• **WHAT YOU WILL DO**: Where a line below has the string "move" in it, include it in the count, and give that count alone.

• **GIVEN INFORMATION**:

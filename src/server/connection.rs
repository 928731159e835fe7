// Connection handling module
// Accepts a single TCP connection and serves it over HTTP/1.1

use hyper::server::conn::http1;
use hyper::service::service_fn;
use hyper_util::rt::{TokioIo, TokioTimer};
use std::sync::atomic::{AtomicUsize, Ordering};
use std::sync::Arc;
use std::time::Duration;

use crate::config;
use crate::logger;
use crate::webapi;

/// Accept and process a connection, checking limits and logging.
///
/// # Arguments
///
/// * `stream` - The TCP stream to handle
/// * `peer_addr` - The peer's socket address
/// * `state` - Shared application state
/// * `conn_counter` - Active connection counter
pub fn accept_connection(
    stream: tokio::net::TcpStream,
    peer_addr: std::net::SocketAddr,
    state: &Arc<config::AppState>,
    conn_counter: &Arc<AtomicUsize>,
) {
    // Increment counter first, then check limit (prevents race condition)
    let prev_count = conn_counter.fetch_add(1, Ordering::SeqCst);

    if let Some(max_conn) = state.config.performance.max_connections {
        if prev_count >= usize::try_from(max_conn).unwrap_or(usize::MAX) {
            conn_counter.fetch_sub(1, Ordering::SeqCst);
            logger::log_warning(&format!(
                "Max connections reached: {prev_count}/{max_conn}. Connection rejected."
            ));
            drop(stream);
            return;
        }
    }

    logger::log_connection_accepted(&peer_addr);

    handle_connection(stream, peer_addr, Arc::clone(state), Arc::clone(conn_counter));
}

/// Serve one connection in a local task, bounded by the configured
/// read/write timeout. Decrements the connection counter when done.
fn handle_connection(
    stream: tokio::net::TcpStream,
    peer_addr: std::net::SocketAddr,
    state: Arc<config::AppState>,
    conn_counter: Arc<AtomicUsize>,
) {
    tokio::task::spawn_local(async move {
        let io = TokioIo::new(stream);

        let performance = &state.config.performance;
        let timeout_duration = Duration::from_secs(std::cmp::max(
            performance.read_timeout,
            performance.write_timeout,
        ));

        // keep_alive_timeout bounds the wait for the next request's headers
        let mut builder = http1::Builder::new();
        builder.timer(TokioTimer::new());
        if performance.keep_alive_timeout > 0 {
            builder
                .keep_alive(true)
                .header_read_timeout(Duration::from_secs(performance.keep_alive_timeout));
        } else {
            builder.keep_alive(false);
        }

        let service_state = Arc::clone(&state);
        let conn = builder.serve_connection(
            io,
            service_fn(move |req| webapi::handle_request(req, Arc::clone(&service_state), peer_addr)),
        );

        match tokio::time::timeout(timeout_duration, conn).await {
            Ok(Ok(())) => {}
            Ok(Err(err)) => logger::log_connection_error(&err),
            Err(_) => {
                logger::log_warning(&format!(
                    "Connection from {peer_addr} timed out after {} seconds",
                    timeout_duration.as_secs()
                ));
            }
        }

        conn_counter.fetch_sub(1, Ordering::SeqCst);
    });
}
--
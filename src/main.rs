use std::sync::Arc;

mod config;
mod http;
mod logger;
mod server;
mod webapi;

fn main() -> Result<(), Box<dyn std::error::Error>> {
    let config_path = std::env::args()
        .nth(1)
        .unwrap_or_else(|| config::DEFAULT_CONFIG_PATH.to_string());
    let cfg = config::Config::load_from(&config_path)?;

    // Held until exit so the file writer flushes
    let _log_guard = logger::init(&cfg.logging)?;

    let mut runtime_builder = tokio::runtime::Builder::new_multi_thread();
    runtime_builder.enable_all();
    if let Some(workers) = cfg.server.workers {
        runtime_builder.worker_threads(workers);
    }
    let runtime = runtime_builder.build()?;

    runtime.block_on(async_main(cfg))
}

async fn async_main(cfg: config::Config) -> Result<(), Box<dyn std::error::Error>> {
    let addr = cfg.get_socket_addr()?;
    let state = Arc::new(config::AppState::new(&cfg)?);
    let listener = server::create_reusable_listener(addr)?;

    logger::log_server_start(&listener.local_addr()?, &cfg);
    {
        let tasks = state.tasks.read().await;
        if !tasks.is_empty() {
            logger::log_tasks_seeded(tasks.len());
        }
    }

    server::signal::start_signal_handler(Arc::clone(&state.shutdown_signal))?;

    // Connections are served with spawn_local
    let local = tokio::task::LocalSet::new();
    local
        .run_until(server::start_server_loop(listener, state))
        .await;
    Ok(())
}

• **ANSWER BOX**: 2